Subject: Re: Technical Writers vs. Technical Communicators
From: Susan Stewart <susan -at- AVALANCHE -dot- COM>
Date: Wed, 26 May 1993 14:27:35 -0600

On Wed, 26 May 1993 11:33:04 EDT John Sanders said:

> Recently, in an article about SGML, Elizabeth Gilmore said: "For authors this
> means that we can focus on writing content. We can be writers without having
> to be desktop publishers as well. We can devote ourselves to conveying
> meaningful information..."
> ....deletions...are we back to being writers and not communicators?
> Can we really setup information using these tools without thought to the
> format(s)?? Even with an explicit structure?

...and later Elaine Brennan replied...

> I think you're making a couple of over-large leaps here.
> One of the beauties of using SGML to prepare a structured document is
> that you can then format the output anyway you like -- SGML is *not*
> about formatting. ....deletions........

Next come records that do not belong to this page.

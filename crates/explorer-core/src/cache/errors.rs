use thiserror::Error;

use crate::{market::MarketError, rpc::RpcError};

/// Failure of a single refresh cycle. The cycle is aborted and cached state is left untouched.
#[derive(Debug, Error)]
pub enum RefreshError {
    #[error("daemon request failed: {0}")]
    Rpc(#[from] RpcError),

    #[error("market data request failed: {0}")]
    Market(#[from] MarketError),

    /// The daemon returned a block for a different height than requested.
    #[error("requested block {requested}, daemon returned {returned}")]
    UnexpectedBlock { requested: u64, returned: u64 },
}

impl RefreshError {
    /// Returns `true` for network-level failures expected to clear on their own.
    #[must_use]
    pub fn is_transient(&self) -> bool {
        match self {
            Self::Rpc(e) => e.is_transient(),
            Self::Market(e) => matches!(e, MarketError::Timeout | MarketError::Transport(_)),
            Self::UnexpectedBlock { .. } => false,
        }
    }
}

/// Failure reading or writing the delegate statistics file.
#[derive(Debug, Error)]
pub enum PersistenceError {
    #[error("delegate file I/O failed: {0}")]
    Io(#[from] std::io::Error),

    #[error("delegate file encoding failed: {0}")]
    Serialize(#[from] serde_json::Error),
}
//! Application configuration with layered loading.
//!
//! # Configuration Hierarchy
//!
//! Configuration is loaded in this order (later overrides earlier):
//!
//! 1. **Compiled defaults**: struct `Default` implementations and `set_default` calls
//! 2. **Config file**: TOML file named by the `EXPLORER_CONFIG` env var
//!    (default `config/config.toml`, optional)
//! 3. **Environment variables**: `EXPLORER__SECTION__FIELD` overrides
//!
//! # Configuration Sections
//!
//! - [`ServerConfig`]: HTTP bind address and request timeout
//! - [`DaemonConfig`]: daemon RPC endpoint
//! - [`MarketConfig`]: market-data provider
//! - [`BlockHistoryConfig`]: history bound, poll cadence, delegate snapshot path
//! - [`ChainStatsConfig`]: statistics refresh cadence
//! - [`ChainConfig`]: coin denomination
//! - [`LoggingConfig`]: log level and format
//!
//! # Example
//!
//! ```toml
//! [daemon]
//! url = "http://127.0.0.1:6311"
//!
//! [block_history]
//! max_blocks = 50
//! delegates_path = "data/delegates.json"
//!
//! [market]
//! enabled = true
//! ticker_id = "vrl-virel"
//! ```

use config::{Config, ConfigError, Environment, File};
use serde::{Deserialize, Serialize};
use std::{
    path::{Path, PathBuf},
    time::Duration,
};

use crate::rpc::HttpClientConfig;

/// HTTP server configuration settings.
#[derive(Debug, Clone, Serialize, Deserialize)]
pub struct ServerConfig {
    /// IP address to bind the server to. Defaults to `127.0.0.1`.
    #[serde(default = "default_bind_address")]
    pub bind_address: String,

    /// Port number to listen on. Must be greater than 0. Defaults to `8080`.
    pub bind_port: u16,

    /// Upper bound on a single API request, daemon round-trips included. Defaults to `15`.
    #[serde(default = "default_request_timeout_seconds")]
    pub request_timeout_seconds: u64,
}

fn default_bind_address() -> String {
    "127.0.0.1".to_string()
}

fn default_request_timeout_seconds() -> u64 {
    15
}

#[derive(Debug, Clone, Serialize, Deserialize)]
pub struct DaemonConfig {
    /// Base URL of the daemon; `/json_rpc` is appended.
    pub url: String,

    #[serde(default = "default_daemon_timeout_seconds")]
    pub timeout_seconds: u64,

    /// Retries for connection failures and 5xx responses.
    #[serde(default = "default_daemon_max_retries")]
    pub max_retries: u32,
}

fn default_daemon_timeout_seconds() -> u64 {
    5
}

fn default_daemon_max_retries() -> u32 {
    2
}

#[derive(Debug, Clone, Serialize, Deserialize)]
pub struct MarketConfig {
    #[serde(default = "default_true")]
    pub enabled: bool,

    #[serde(default = "default_market_base_url")]
    pub base_url: String,

    /// Provider-specific ticker identifier.
    pub ticker_id: String,

    #[serde(default = "default_quote_currency")]
    pub quote_currency: String,

    #[serde(default = "default_market_timeout_seconds")]
    pub timeout_seconds: u64,
}

fn default_true() -> bool {
    true
}

fn default_market_base_url() -> String {
    "https://api.coinpaprika.com".to_string()
}

fn default_quote_currency() -> String {
    "USD".to_string()
}

fn default_market_timeout_seconds() -> u64 {
    10
}

/// Block history cache settings.
#[derive(Debug, Clone, Serialize, Deserialize)]
pub struct BlockHistoryConfig {
    /// Number of most recent blocks kept in memory. Defaults to `50`.
    #[serde(default = "default_max_blocks")]
    pub max_blocks: usize,

    /// Sleep between cycles once the cache has caught up with the daemon.
    #[serde(default = "default_idle_poll_ms")]
    pub idle_poll_ms: u64,

    /// Sleep after a failed cycle.
    #[serde(default = "default_error_backoff_ms")]
    pub error_backoff_ms: u64,

    /// JSON snapshot of delegate statistics.
    #[serde(default = "default_delegates_path")]
    pub delegates_path: PathBuf,
}

fn default_max_blocks() -> usize {
    50
}

fn default_idle_poll_ms() -> u64 {
    2_000
}

fn default_error_backoff_ms() -> u64 {
    5_000
}

fn default_delegates_path() -> PathBuf {
    PathBuf::from("delegates.json")
}

impl BlockHistoryConfig {
    #[must_use]
    pub fn idle_poll(&self) -> Duration {
        Duration::from_millis(self.idle_poll_ms)
    }

    #[must_use]
    pub fn error_backoff(&self) -> Duration {
        Duration::from_millis(self.error_backoff_ms)
    }
}

#[derive(Debug, Clone, Serialize, Deserialize)]
pub struct ChainStatsConfig {
    #[serde(default = "default_stats_interval_seconds")]
    pub refresh_interval_seconds: u64,
}

fn default_stats_interval_seconds() -> u64 {
    60
}

impl ChainStatsConfig {
    #[must_use]
    pub fn refresh_interval(&self) -> Duration {
        Duration::from_secs(self.refresh_interval_seconds)
    }
}

#[derive(Debug, Clone, Serialize, Deserialize)]
pub struct ChainConfig {
    /// Atomic units in one whole coin.
    #[serde(default = "default_atomic_units_per_coin")]
    pub atomic_units_per_coin: u64,

    /// Ticker symbol used when formatting amounts.
    #[serde(default = "default_coin_symbol")]
    pub coin_symbol: String,
}

fn default_atomic_units_per_coin() -> u64 {
    1_000_000_000
}

fn default_coin_symbol() -> String {
    "VRL".to_string()
}

#[derive(Debug, Clone, Serialize, Deserialize)]
pub struct LoggingConfig {
    pub level: String,
    /// `"pretty"` or `"json"`.
    pub format: String,
}

/// Top-level application configuration.
#[derive(Debug, Clone, Default, Serialize, Deserialize)]
pub struct AppConfig {
    #[serde(default)]
    pub server: ServerConfig,

    #[serde(default)]
    pub daemon: DaemonConfig,

    #[serde(default)]
    pub market: MarketConfig,

    #[serde(default)]
    pub block_history: BlockHistoryConfig,

    #[serde(default)]
    pub chain_stats: ChainStatsConfig,

    #[serde(default)]
    pub chain: ChainConfig,

    #[serde(default)]
    pub logging: LoggingConfig,
}

impl Default for ServerConfig {
    fn default() -> Self {
        Self {
            bind_address: default_bind_address(),
            bind_port: 8080,
            request_timeout_seconds: default_request_timeout_seconds(),
        }
    }
}

impl Default for DaemonConfig {
    fn default() -> Self {
        Self {
            url: "http://127.0.0.1:6311".to_string(),
            timeout_seconds: default_daemon_timeout_seconds(),
            max_retries: default_daemon_max_retries(),
        }
    }
}

impl Default for MarketConfig {
    fn default() -> Self {
        Self {
            enabled: true,
            base_url: default_market_base_url(),
            ticker_id: "vrl-virel".to_string(),
            quote_currency: default_quote_currency(),
            timeout_seconds: default_market_timeout_seconds(),
        }
    }
}

impl Default for BlockHistoryConfig {
    fn default() -> Self {
        Self {
            max_blocks: default_max_blocks(),
            idle_poll_ms: default_idle_poll_ms(),
            error_backoff_ms: default_error_backoff_ms(),
            delegates_path: default_delegates_path(),
        }
    }
}

impl Default for ChainStatsConfig {
    fn default() -> Self {
        Self { refresh_interval_seconds: default_stats_interval_seconds() }
    }
}

impl Default for ChainConfig {
    fn default() -> Self {
        Self {
            atomic_units_per_coin: default_atomic_units_per_coin(),
            coin_symbol: default_coin_symbol(),
        }
    }
}

impl Default for LoggingConfig {
    fn default() -> Self {
        Self { level: "info".to_string(), format: "pretty".to_string() }
    }
}

impl AppConfig {
    /// Loads configuration from a TOML file with environment variable overrides.
    ///
    /// Environment variables with the `EXPLORER__` prefix can override any configuration
    /// value, using `__` between nested fields (e.g. `EXPLORER__DAEMON__URL=http://node:6311`).
    ///
    /// # Errors
    ///
    /// Returns [`ConfigError`] if the file cannot be read, parsed, or deserialized.
    pub fn from_file<P: AsRef<Path>>(config_path: P) -> Result<Self, ConfigError> {
        let config_builder = Config::builder()
            .set_default("server.bind_address", default_bind_address())?
            .set_default("server.bind_port", 8080)?
            .set_default("server.request_timeout_seconds", default_request_timeout_seconds())?
            .set_default("daemon.url", "http://127.0.0.1:6311")?
            .set_default("market.ticker_id", "vrl-virel")?
            .set_default("logging.level", "info")?
            .set_default("logging.format", "pretty")?
            .add_source(File::with_name(&config_path.as_ref().to_string_lossy()).required(false))
            .add_source(Environment::with_prefix("EXPLORER").separator("__"))
            .build()?;

        config_builder.try_deserialize()
    }

    /// Loads configuration from `config/config.toml`, or from the path in `EXPLORER_CONFIG`.
    ///
    /// # Errors
    ///
    /// Returns [`ConfigError`] if the configuration cannot be loaded or parsed.
    pub fn load() -> Result<Self, ConfigError> {
        let config_path =
            std::env::var("EXPLORER_CONFIG").unwrap_or_else(|_| "config/config.toml".to_string());
        Self::from_file(&config_path)
    }

    /// Returns the parsed socket address for the HTTP server.
    ///
    /// # Errors
    ///
    /// Returns an error string if the address cannot be parsed into a valid [`SocketAddr`].
    ///
    /// [`SocketAddr`]: std::net::SocketAddr
    pub fn socket_addr(&self) -> Result<std::net::SocketAddr, String> {
        format!("{}:{}", self.server.bind_address, self.server.bind_port)
            .parse()
            .map_err(|_| {
                format!(
                    "Invalid socket address: {}:{}",
                    self.server.bind_address, self.server.bind_port
                )
            })
    }

    #[must_use]
    pub fn request_timeout(&self) -> Duration {
        Duration::from_secs(self.server.request_timeout_seconds)
    }

    /// Transport settings for the daemon client.
    #[must_use]
    pub fn daemon_http_config(&self) -> HttpClientConfig {
        HttpClientConfig {
            request_timeout: Duration::from_secs(self.daemon.timeout_seconds),
            max_retries: self.daemon.max_retries,
            ..HttpClientConfig::default()
        }
    }

    /// Validates the configuration for correctness and consistency.
    ///
    /// # Errors
    ///
    /// Returns a descriptive error string if validation fails.
    pub fn validate(&self) -> Result<(), String> {
        if !self.daemon.url.starts_with("http") {
            return Err(format!("Invalid daemon URL: {}", self.daemon.url));
        }

        if self.daemon.timeout_seconds == 0 {
            return Err("Daemon timeout must be greater than 0".to_string());
        }

        if self.market.enabled {
            if !self.market.base_url.starts_with("http") {
                return Err(format!("Invalid market base URL: {}", self.market.base_url));
            }
            if self.market.ticker_id.is_empty() {
                return Err("Market ticker id must not be empty".to_string());
            }
            if self.market.timeout_seconds == 0 {
                return Err("Market timeout must be greater than 0".to_string());
            }
        }

        if self.block_history.max_blocks == 0 {
            return Err("Block history size must be greater than 0".to_string());
        }

        if self.block_history.idle_poll_ms == 0 || self.block_history.error_backoff_ms == 0 {
            return Err("Block history poll intervals must be greater than 0".to_string());
        }

        if self.chain_stats.refresh_interval_seconds == 0 {
            return Err("Chain stats refresh interval must be greater than 0".to_string());
        }

        if self.chain.atomic_units_per_coin == 0 {
            return Err("Atomic units per coin must be greater than 0".to_string());
        }

        if self.server.bind_port == 0 {
            return Err("Bind port must be greater than 0".to_string());
        }

        if self.server.request_timeout_seconds == 0 {
            return Err("Request timeout must be greater than 0".to_string());
        }

        if !["json", "pretty"].contains(&self.logging.format.as_str()) {
            return Err("Logging format must be 'json' or 'pretty'".to_string());
        }

        Ok(())
    }
}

Elaine makes a good point. It's important to remember that SGML is *not*
an application, desktop publishing tool, or word processing tool. SGML
is a generic markup language intended (among other things) to make
electronic information device- and platform-independent. SGML doesn't
care about presentation or content (it does care about structure).
Rather than limiting your freedom as a communicator, SGML has the
potential to free up your options by letting you associate whatever
kind of processing you want with the tagging.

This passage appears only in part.